- [BRIEF]:
Once the line containing "starts_clean && ends_clean" is found in the entries below, reproduce it and every line after it, stopping at and including the line containing "Scores how well"; reproduce nothing else, and keep each line exact.

Dataset excerpts
· · · ·

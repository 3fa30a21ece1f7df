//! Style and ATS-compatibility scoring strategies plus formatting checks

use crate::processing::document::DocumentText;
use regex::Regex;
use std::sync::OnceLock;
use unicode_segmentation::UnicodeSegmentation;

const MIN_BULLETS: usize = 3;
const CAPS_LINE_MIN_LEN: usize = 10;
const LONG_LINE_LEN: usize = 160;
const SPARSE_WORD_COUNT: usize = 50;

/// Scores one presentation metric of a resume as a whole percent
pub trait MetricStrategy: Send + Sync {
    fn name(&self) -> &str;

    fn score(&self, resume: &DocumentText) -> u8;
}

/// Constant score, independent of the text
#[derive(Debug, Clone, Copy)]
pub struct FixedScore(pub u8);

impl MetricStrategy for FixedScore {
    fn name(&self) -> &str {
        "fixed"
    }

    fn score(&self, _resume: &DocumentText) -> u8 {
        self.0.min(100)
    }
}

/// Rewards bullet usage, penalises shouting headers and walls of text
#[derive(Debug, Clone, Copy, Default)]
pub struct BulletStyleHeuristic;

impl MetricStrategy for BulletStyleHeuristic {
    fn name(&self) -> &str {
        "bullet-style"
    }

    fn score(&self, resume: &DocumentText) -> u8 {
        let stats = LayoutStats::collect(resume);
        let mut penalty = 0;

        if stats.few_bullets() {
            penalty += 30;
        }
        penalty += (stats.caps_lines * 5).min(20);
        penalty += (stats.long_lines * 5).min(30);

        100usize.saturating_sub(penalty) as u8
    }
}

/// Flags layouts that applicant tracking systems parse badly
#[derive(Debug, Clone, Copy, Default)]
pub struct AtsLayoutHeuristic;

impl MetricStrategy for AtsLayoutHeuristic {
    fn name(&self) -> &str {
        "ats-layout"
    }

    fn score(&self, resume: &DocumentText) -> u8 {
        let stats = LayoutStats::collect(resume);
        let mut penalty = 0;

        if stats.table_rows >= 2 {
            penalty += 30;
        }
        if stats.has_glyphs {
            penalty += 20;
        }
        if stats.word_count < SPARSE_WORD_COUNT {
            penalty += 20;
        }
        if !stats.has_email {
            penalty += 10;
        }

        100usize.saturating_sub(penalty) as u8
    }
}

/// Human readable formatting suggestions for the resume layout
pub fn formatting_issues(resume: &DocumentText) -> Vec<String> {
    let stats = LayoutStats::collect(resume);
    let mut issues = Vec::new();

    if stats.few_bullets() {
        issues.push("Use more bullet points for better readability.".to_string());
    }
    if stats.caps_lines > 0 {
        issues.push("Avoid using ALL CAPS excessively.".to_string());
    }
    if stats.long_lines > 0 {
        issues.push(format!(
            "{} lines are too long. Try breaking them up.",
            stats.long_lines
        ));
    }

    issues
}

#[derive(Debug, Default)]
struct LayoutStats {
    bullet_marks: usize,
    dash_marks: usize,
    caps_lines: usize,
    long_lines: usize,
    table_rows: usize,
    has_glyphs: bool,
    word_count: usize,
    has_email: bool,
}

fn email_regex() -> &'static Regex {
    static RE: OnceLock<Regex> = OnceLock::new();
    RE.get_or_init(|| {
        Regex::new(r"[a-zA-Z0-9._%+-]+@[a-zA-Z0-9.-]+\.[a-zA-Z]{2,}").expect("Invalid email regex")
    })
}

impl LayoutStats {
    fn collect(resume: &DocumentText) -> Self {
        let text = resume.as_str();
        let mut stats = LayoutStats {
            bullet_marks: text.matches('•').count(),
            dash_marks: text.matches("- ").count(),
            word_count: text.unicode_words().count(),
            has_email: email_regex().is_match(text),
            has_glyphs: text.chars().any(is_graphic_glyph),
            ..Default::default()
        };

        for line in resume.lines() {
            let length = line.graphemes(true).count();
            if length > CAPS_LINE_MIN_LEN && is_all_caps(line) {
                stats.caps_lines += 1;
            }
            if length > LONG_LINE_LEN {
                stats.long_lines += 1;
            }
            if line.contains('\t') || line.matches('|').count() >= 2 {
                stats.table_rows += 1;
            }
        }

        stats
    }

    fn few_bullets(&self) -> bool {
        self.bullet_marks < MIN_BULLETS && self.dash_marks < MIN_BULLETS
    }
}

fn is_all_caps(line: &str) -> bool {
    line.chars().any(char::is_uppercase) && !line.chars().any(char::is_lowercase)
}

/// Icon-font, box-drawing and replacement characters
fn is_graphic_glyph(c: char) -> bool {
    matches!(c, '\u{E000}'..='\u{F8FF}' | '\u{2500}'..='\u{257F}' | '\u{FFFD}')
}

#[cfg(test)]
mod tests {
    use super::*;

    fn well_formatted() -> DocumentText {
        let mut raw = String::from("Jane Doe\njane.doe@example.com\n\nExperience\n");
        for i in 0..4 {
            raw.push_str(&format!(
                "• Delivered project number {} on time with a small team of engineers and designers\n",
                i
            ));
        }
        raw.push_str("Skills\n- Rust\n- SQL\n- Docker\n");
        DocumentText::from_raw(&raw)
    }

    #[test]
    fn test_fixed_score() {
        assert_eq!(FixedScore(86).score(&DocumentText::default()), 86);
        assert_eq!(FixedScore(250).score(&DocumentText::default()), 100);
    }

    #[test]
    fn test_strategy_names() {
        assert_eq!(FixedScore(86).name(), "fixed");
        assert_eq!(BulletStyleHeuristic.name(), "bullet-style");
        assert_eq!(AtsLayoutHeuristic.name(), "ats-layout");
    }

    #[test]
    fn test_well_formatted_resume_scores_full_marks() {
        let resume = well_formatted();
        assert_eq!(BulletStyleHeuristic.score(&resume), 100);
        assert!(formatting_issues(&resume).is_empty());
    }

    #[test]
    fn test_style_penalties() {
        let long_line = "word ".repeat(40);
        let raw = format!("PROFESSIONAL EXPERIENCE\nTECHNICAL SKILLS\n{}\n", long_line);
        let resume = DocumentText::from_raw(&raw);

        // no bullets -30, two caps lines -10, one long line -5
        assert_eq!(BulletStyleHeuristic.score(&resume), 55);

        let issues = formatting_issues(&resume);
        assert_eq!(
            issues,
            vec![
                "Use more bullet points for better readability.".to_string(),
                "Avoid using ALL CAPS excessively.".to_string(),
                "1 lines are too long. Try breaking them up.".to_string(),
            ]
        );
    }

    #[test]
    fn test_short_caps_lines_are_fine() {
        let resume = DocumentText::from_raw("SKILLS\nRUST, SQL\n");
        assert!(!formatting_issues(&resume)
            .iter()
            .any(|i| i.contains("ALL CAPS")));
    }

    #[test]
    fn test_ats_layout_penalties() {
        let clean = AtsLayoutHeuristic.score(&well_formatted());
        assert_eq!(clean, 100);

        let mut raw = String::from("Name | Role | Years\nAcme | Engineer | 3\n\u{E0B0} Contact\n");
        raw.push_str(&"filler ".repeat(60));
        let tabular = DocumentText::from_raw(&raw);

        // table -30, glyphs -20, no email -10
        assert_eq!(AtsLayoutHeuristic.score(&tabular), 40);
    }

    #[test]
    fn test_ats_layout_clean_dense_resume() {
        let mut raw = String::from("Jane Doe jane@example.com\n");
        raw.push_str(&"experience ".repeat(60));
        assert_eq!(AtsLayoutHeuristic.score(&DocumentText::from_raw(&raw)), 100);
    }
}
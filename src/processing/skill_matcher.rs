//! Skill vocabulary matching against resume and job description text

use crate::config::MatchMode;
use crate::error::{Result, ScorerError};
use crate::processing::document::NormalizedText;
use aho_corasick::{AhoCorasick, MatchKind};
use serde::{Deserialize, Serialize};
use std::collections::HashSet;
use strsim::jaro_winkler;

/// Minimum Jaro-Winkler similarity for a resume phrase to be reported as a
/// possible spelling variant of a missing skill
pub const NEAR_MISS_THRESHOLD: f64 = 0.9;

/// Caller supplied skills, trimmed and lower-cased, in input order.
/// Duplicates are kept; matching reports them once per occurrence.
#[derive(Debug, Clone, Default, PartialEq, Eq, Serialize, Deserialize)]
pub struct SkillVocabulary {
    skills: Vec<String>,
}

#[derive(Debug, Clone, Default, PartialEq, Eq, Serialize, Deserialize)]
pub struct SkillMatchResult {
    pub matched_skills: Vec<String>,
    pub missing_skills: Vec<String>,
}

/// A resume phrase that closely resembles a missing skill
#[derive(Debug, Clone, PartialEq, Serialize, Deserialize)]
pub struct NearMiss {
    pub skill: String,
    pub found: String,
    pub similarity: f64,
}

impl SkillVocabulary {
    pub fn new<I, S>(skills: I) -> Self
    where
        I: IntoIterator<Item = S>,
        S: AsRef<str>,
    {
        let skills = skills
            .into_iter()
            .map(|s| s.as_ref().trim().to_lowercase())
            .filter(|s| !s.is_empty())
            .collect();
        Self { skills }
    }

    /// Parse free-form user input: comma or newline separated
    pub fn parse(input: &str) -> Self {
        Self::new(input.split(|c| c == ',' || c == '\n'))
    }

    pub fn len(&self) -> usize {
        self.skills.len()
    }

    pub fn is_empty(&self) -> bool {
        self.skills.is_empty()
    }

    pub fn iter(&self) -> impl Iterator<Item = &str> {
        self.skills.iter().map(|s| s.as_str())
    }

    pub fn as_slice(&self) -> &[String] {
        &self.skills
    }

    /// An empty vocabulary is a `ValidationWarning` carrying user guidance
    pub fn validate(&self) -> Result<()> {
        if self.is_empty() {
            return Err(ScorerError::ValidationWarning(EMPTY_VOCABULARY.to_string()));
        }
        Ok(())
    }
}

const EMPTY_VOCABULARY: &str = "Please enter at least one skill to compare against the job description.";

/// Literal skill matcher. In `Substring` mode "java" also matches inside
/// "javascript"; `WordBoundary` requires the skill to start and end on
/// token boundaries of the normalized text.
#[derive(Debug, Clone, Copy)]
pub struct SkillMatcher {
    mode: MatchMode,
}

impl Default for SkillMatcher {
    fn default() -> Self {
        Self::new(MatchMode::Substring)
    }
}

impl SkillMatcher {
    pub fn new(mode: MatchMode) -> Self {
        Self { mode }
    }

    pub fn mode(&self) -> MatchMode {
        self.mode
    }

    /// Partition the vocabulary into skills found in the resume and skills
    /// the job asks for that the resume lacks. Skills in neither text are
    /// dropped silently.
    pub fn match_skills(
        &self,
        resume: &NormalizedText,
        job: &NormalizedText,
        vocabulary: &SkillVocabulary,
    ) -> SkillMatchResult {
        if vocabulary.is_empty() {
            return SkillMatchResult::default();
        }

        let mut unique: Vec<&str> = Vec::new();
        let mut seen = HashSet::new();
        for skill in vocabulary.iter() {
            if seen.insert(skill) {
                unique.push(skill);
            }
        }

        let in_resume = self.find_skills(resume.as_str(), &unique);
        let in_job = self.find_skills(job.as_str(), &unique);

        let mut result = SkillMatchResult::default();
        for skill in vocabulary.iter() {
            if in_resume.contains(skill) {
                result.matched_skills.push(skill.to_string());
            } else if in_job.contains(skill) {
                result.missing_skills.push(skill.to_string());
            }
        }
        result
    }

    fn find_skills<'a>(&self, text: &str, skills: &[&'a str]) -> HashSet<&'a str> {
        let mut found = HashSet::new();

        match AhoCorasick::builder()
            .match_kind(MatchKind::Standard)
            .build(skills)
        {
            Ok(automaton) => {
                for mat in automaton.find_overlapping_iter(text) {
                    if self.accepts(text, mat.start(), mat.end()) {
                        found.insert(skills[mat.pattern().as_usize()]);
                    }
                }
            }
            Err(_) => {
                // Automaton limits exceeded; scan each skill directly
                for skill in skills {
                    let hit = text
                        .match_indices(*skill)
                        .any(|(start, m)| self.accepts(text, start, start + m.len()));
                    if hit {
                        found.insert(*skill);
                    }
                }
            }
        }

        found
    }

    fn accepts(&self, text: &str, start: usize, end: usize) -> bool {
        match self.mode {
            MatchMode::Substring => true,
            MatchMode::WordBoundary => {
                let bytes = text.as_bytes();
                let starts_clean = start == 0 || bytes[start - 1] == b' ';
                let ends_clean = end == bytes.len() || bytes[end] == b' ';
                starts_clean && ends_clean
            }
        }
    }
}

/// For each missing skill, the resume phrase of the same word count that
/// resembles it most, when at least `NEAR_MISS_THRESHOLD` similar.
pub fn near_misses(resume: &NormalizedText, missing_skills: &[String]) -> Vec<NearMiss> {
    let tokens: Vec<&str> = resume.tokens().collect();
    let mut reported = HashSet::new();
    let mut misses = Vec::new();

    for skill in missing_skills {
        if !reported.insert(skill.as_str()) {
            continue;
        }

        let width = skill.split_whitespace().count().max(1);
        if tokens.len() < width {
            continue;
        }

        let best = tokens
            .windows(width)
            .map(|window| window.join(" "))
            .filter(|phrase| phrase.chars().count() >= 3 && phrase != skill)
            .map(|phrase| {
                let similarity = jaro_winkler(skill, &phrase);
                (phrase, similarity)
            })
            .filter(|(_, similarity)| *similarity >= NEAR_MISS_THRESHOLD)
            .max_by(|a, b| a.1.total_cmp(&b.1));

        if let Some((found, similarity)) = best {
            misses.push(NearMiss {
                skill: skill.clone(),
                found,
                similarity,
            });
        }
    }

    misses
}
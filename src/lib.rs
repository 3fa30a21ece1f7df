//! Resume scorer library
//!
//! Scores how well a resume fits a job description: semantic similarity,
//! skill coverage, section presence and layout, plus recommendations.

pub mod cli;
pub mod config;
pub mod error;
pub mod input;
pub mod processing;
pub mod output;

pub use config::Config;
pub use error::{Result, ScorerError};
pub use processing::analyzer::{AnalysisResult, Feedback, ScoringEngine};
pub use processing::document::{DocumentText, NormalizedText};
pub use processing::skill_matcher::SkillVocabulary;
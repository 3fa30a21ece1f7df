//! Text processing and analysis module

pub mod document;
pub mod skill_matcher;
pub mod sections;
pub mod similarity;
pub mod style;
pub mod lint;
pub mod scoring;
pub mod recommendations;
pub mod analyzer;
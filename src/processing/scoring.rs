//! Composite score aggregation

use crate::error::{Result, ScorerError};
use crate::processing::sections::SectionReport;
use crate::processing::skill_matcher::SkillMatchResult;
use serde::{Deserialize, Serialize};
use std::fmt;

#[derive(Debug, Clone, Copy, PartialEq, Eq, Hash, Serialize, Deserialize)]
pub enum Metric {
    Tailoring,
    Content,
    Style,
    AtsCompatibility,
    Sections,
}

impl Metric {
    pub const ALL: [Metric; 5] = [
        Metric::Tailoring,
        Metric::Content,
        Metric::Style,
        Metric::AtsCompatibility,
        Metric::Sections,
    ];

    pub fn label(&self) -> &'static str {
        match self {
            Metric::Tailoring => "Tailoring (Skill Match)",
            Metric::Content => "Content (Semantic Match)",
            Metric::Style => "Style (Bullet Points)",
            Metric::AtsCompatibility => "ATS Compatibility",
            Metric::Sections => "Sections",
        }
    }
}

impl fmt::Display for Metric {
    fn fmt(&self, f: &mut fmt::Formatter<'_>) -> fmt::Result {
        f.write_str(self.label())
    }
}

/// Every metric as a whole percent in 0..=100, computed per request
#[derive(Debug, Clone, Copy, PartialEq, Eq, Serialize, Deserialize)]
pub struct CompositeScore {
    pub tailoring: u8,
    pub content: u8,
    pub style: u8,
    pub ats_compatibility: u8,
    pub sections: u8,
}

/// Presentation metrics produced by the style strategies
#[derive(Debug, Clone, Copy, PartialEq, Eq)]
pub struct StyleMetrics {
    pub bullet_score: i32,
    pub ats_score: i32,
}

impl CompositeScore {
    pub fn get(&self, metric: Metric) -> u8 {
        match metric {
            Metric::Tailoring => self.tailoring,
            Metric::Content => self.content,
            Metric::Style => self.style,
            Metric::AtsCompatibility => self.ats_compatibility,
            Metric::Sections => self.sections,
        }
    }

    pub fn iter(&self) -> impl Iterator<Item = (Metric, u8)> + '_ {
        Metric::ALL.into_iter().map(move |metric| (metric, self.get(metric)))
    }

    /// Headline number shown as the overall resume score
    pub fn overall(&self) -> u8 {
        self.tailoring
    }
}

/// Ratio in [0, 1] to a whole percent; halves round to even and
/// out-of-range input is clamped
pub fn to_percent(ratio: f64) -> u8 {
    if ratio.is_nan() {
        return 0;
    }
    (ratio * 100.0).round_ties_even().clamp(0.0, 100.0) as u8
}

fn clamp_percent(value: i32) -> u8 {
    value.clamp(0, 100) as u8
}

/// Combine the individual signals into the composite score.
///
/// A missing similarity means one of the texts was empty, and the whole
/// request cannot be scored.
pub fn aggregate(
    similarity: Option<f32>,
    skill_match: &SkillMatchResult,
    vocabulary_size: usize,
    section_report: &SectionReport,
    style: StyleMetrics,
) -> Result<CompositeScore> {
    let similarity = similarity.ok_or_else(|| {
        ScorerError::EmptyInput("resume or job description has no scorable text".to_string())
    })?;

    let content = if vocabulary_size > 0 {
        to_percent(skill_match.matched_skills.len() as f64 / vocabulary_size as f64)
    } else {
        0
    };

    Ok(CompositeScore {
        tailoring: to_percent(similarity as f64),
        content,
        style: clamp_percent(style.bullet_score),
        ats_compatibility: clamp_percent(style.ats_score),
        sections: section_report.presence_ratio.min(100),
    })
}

· · · ·

- [RESPONSE BELOW]:
                starts_clean && ends_clean
            }
        }
    }
}

/// For each missing skill, the resume phrase of the same word count that
/// resembles it most, when at least `NEAR_MISS_THRESHOLD` similar.
pub fn near_misses(resume: &NormalizedText, missing_skills: &[String]) -> Vec<NearMiss> {
    let tokens: Vec<&str> = resume.tokens().collect();
    let mut reported = HashSet::new();
    let mut misses = Vec::new();

    for skill in missing_skills {
        if !reported.insert(skill.as_str()) {
            continue;
        }

        let width = skill.split_whitespace().count().max(1);
        if tokens.len() < width {
            continue;
        }

        let best = tokens
            .windows(width)
            .map(|window| window.join(" "))
            .filter(|phrase| phrase.chars().count() >= 3 && phrase != skill)
            .map(|phrase| {
                let similarity = jaro_winkler(skill, &phrase);
                (phrase, similarity)
            })
            .filter(|(_, similarity)| *similarity >= NEAR_MISS_THRESHOLD)
            .max_by(|a, b| a.1.total_cmp(&b.1));

        if let Some((found, similarity)) = best {
            misses.push(NearMiss {
                skill: skill.clone(),
                found,
                similarity,
            });
        }
    }

    misses
}
filename src/lib.rs
repository 3fa30a21ece1f7df
//! Resume scorer library
//!
//! Scores how well a resume fits a job description: semantic similarity,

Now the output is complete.